“Prima dobbiamo essere sicuri che capiscano che cos’è una domanda, quindi la natura di una richiesta, informazioni insieme a una risposta. Poi dobbiamo chiarire la differenza tra ‘Vostro’ riferito a loro due e ‘Vostro’ più in generale, perché noi non vogliamo sapere perché Mister alieno è qui; vogliamo sapere perché sono atterrati tutti; e ‘scopo’ richiede la comprensione di un’intenzione, dobbiamo scoprire se fanno scelte consapevoli o se la loro motivazione è così istintiva che non capiscono affatto una domanda con un perché; e il punto più importante è che dobbiamo avere un vocabolario sufficiente per poterne capire le risposte.”
Sì, da queste parti si parla di invasioni aliene. Sì, gli alieni in “Arrival” si presentano su una navicella spaziale. Proprio così, gli extraterrestri sono deformi e di un colore tendente al grigio. Diciamola tutta: qua non si fa sfoggio di grande originalità nella sceneggiatura, perlomeno per come gli “invasori” si presentano sul nostro pianeta. Ma l’abito non fa il monaco, e se non sei tipo da invasione degli omini verdi, devi comunque dare una chance ad “Arrival”: la vicenda in realtà si discosta presto da un puro film fantascientifico per vestire i panni di un qualcosa di più filosofico, campo certamente più interessante e che dà spazio a temi più profondi del semplice “ommioddio e adesso che facciamo?”. Se cerchi quello, prova “Mars Attacks!” o “Independence Day“… se vuoi invece uno dei migliori film del decennio, continua la recensione e cerca il film.
Dicevamo appunto che questi alieni hanno sette zampe ma soprattutto vogliono comunicare con noi. Per farlo scienziati e linguisti di tutto il mondo si mobilitano (le astronavi a forma di guscio sono ben 12 sparse in tutto il mondo…) e sarà la dottoressa Louise Banks a riuscire ad entrare nella testa dei visitatori. Un’attenta costruzione narrativa eleva “Arrival” oltre il semplice racconto di contatto alieno: la sceneggiatura, ispirata al racconto “Story of Your Life” di Ted Chiang, si districa tra linguistica, percezione del tempo e scelte esistenziali, riflettendo su come la comunicazione e la comprensione reciproca possano influenzare non solo le relazioni interpersonali ma anche il destino dell’umanità.
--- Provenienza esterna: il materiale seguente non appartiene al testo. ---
//! Client states, server roles and the operation legality gate.

use serde::{Deserialize, Serialize};

use crate::protocol::OperationCode;

/// State of a [`RealtimeClient`](crate::client::RealtimeClient).
///
/// Exactly one state is current. The legal edges are enumerated by
/// [`can_transition_to`](Self::can_transition_to).
#[derive(Debug, Clone, Copy, Default, PartialEq, Eq, Hash, Serialize, Deserialize)]
#[serde(rename_all = "snake_case")]
pub enum ClientState {
    #[default]
    PeerCreated,
    ConnectingToDirectory,
    ConnectedToDirectory,
    DisconnectingFromDirectory,
    Authenticating,
    ConnectingToMatchmaker,
    ConnectedToMatchmaker,
    JoiningLobby,
    JoinedLobby,
    DisconnectingFromMatchmaker,
    ConnectingToRelay,
    ConnectedToRelay,
    Joining,
    Joined,
    Leaving,
    DisconnectingFromRelay,
    Disconnecting,
    Disconnected,
    ConnectWithFallbackProtocol,
}

impl ClientState {
    /// `true` while a connection exists or is being set up.
    pub fn is_connected(self) -> bool {
        !matches!(self, Self::PeerCreated | Self::Disconnected | Self::Disconnecting)
    }

    /// `true` when operations other than authentication may be sent.
    pub fn is_connected_and_ready(self) -> bool {
        !matches!(
            self,
            Self::PeerCreated
                | Self::Disconnected
                | Self::Disconnecting
                | Self::DisconnectingFromDirectory
                | Self::DisconnectingFromMatchmaker
                | Self::DisconnectingFromRelay
                | Self::ConnectingToDirectory
                | Self::ConnectingToMatchmaker
                | Self::ConnectingToRelay
                | Self::Authenticating
                | Self::Joining
                | Self::Leaving
                | Self::ConnectWithFallbackProtocol
        )
    }

    pub fn in_room(self) -> bool {
        self == Self::Joined
    }

    pub fn in_lobby(self) -> bool {
        self == Self::JoinedLobby
    }

    pub fn is_connecting(self) -> bool {
        matches!(
            self,
            Self::ConnectingToDirectory | Self::ConnectingToMatchmaker | Self::ConnectingToRelay
        )
    }

    pub fn is_disconnecting(self) -> bool {
        matches!(
            self,
            Self::Disconnecting
                | Self::DisconnectingFromDirectory
                | Self::DisconnectingFromMatchmaker
                | Self::DisconnectingFromRelay
        )
    }

    /// Whether `self -> next` is a legal edge.
    pub fn can_transition_to(self, next: Self) -> bool {
        use ClientState::*;

        if self == next {
            return false;
        }
        // Termination is reachable from everywhere a connection may exist.
        if next == Disconnected {
            return self != Disconnected;
        }
        if next == Disconnecting {
            return !matches!(self, PeerCreated | Disconnected);
        }

        match self {
            PeerCreated | Disconnected => {
                matches!(next, ConnectingToDirectory | ConnectingToMatchmaker | ConnectingToRelay)
            }
            ConnectingToDirectory => {
                matches!(next, ConnectedToDirectory | ConnectWithFallbackProtocol)
            }
            ConnectedToDirectory => matches!(next, Authenticating | DisconnectingFromDirectory),
            Authenticating => matches!(
                next,
                DisconnectingFromDirectory | ConnectedToMatchmaker | ConnectedToRelay | Joining
            ),
            DisconnectingFromDirectory | DisconnectingFromRelay => next == ConnectingToMatchmaker,
            ConnectingToMatchmaker | ConnectingToRelay => next == Authenticating,
            ConnectedToMatchmaker => matches!(next, JoiningLobby | Joining),
            JoiningLobby => matches!(next, JoinedLobby | ConnectedToMatchmaker),
            JoinedLobby => matches!(next, Joining | JoiningLobby | ConnectedToMatchmaker),
            Joining => matches!(
                next,
                Joined
                    | DisconnectingFromMatchmaker
                    | DisconnectingFromRelay
                    | ConnectedToMatchmaker
                    | JoinedLobby
            ),
            DisconnectingFromMatchmaker => next == ConnectingToRelay,
            ConnectedToRelay => matches!(next, Joining | DisconnectingFromRelay),
            Joined => next == Leaving,
            Leaving => next == DisconnectingFromRelay,
            ConnectWithFallbackProtocol => next == ConnectingToDirectory,
            Disconnecting => false,
        }
    }

    /// Whether `op` may be sent while in this state.
    pub fn is_ready_for(self, op: OperationCode) -> bool {
        use OperationCode::*;

        match op {
            Authenticate | AuthenticateOnce => self.is_connected_and_ready() || self.is_connecting(),
            ChangeGroups | GetProperties | SetProperties | RaiseEvent | Leave => self.in_room(),
            CreateRoom | JoinRoom => matches!(
                self,
                Self::ConnectedToMatchmaker | Self::JoinedLobby | Self::ConnectedToRelay
            ),
            LeaveLobby => self.in_lobby(),
            JoinRandomRoom | FindFriends | GetRoomList | GetLobbyStats | JoinLobby => {
                self == Self::ConnectedToMatchmaker
            }
            GetRegions => self == Self::ConnectedToDirectory,
            ServerSettings => self.is_connected(),
        }
    }
}

/// Server the client is currently talking to.
#[derive(Debug, Clone, Copy, Default, PartialEq, Eq, Hash, Serialize, Deserialize)]
#[serde(rename_all = "snake_case")]
pub enum ServerRole {
    #[default]
    Directory,
    Matchmaker,
    Relay,
}

impl ServerRole {
    /// Whether the server in this role accepts `op`.
    pub fn allows(self, op: OperationCode) -> bool {
        use OperationCode::*;

        match self {
            Self::Matchmaker => matches!(
                op,
                CreateRoom
                    | Authenticate
                    | AuthenticateOnce
                    | FindFriends
                    | GetRoomList
                    | GetLobbyStats
                    | JoinRoom
                    | JoinLobby
                    | LeaveLobby
                    | ServerSettings
                    | JoinRandomRoom
            ),
            Self::Relay => matches!(
                op,
                CreateRoom
                    | Authenticate
                    | AuthenticateOnce
                    | ChangeGroups
                    | GetProperties
                    | JoinRoom
                    | Leave
                    | ServerSettings
                    | SetProperties
                    | RaiseEvent
            ),
            Self::Directory => matches!(
                op,
                Authenticate | AuthenticateOnce | GetRegions | ServerSettings
            ),
        }
    }
}

#[cfg(test)]
#[allow(
    clippy::unwrap_used,
    clippy::expect_used,
    clippy::panic,
    clippy::todo,
    clippy::unimplemented,
    clippy::indexing_slicing
)]
mod tests {
    use super::*;

    const ALL: [ClientState; 19] = [
        ClientState::PeerCreated,
        ClientState::ConnectingToDirectory,
        ClientState::ConnectedToDirectory,
        ClientState::DisconnectingFromDirectory,
        ClientState::Authenticating,
        ClientState::ConnectingToMatchmaker,
        ClientState::ConnectedToMatchmaker,
        ClientState::JoiningLobby,
        ClientState::JoinedLobby,
        ClientState::DisconnectingFromMatchmaker,
        ClientState::ConnectingToRelay,
        ClientState::ConnectedToRelay,
        ClientState::Joining,
        ClientState::Joined,
        ClientState::Leaving,
        ClientState::DisconnectingFromRelay,
        ClientState::Disconnecting,
        ClientState::Disconnected,
        ClientState::ConnectWithFallbackProtocol,
    ];

    #[test]
    fn full_hop_path_is_legal() {
        use ClientState::*;
        let path = [
            PeerCreated,
            ConnectingToDirectory,
            ConnectedToDirectory,
            Authenticating,
            DisconnectingFromDirectory,
            ConnectingToMatchmaker,
            Authenticating,
            ConnectedToMatchmaker,
            Joining,
            DisconnectingFromMatchmaker,
            ConnectingToRelay,
            Authenticating,
            Joining,
            Joined,
            Leaving,
            DisconnectingFromRelay,
            ConnectingToMatchmaker,
            Authenticating,
            ConnectedToMatchmaker,
            Disconnecting,
            Disconnected,
        ];
        for pair in path.windows(2) {
            assert!(pair[0].can_transition_to(pair[1]), "{:?} -> {:?}", pair[0], pair[1]);
        }
    }

    #[test]
    fn disconnected_reachable_from_every_other_state() {
        for state in ALL {
            assert_eq!(
                state.can_transition_to(ClientState::Disconnected),
                state != ClientState::Disconnected
            );
        }
    }

    #[test]
    fn illegal_edges_are_rejected() {
        use ClientState::*;
        assert!(!PeerCreated.can_transition_to(Joined));
        assert!(!ConnectedToMatchmaker.can_transition_to(ConnectedToDirectory));
        assert!(!Disconnecting.can_transition_to(ConnectingToMatchmaker));
        assert!(!Joined.can_transition_to(Joining));
        assert!(!Disconnected.can_transition_to(Disconnecting));
    }

    #[test]
    fn nothing_but_auth_while_connecting_or_disconnecting() {
        let ops = [
            OperationCode::CreateRoom,
            OperationCode::JoinRoom,
            OperationCode::JoinRandomRoom,
            OperationCode::JoinLobby,
            OperationCode::GetRegions,
            OperationCode::RaiseEvent,
            OperationCode::Leave,
        ];
        for state in ALL.into_iter().filter(|s| s.is_connecting() || s.is_disconnecting()) {
            for op in ops {
                assert!(!state.is_ready_for(op), "{op:?} in {state:?}");
            }
            assert!(!state.is_disconnecting() || !state.is_ready_for(OperationCode::Authenticate));
        }
        assert!(ClientState::ConnectingToRelay.is_ready_for(OperationCode::Authenticate));
    }

    #[test]
    fn readiness_predicates() {
        assert!(!ClientState::Authenticating.is_connected_and_ready());
        assert!(ClientState::Authenticating.is_connected());
        assert!(ClientState::JoinedLobby.is_connected_and_ready());
        assert!(ClientState::Joined.in_room());
        assert!(!ClientState::Disconnecting.is_connected());
    }

    #[test]
    fn role_gate() {
        assert!(ServerRole::Directory.allows(OperationCode::GetRegions));
        assert!(!ServerRole::Directory.allows(OperationCode::JoinRoom));
        assert!(ServerRole::Matchmaker.allows(OperationCode::JoinRandomRoom));
        assert!(!ServerRole::Relay.allows(OperationCode::JoinRandomRoom));
        assert!(ServerRole::Relay.allows(OperationCode::RaiseEvent));
        assert!(!ServerRole::Matchmaker.allows(OperationCode::Leave));
    }
}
Il film si rivela quindi un’incursione nel campo della metafisica, ponendo interrogativi sul libero arbitrio, sul tempo e sulla nostra capacità di affrontare e accettare il futuro. La regia di Denis Villeneuve gioca un ruolo cruciale nel trasportare lo spettatore in questa avventura intellettuale. Attraverso un uso sapiente della fotografia e della colonna sonora, “Arrival” crea un’atmosfera carica di tensione e meraviglia, che amplifica l’esperienza emotiva del film e approfondisce il suo impatto. La performance di Amy Adams, che interpreta la dottoressa Louise Banks, è la chiave di volta dell’opera, rendendo tangibili le sfide e i dilemmi interni del suo personaggio con una sensibilità e una profondità che trascendono lo schermo.
Un film che sembra molto più complicato di quanto in realtà non si riveli, questo lo rende piacevole e di facile fruizione, un viaggio attraverso le infinite possibilità della comprensione umana e della scoperta di sé. È un invito a guardare oltre le apparenze, a interrogarsi sul significato della nostra esistenza e sul potere trasformativo del linguaggio. La fantascienza è un terreno ricco di boiate, “Arrival” non lo è affatto. Per queste ragioni e per la sua capacità di sfidare e soddisfare allo stesso tempo, “Arrival” merita di essere visto e rivisto, scoprendo ad ogni visione nuove sfumature e intuizioni.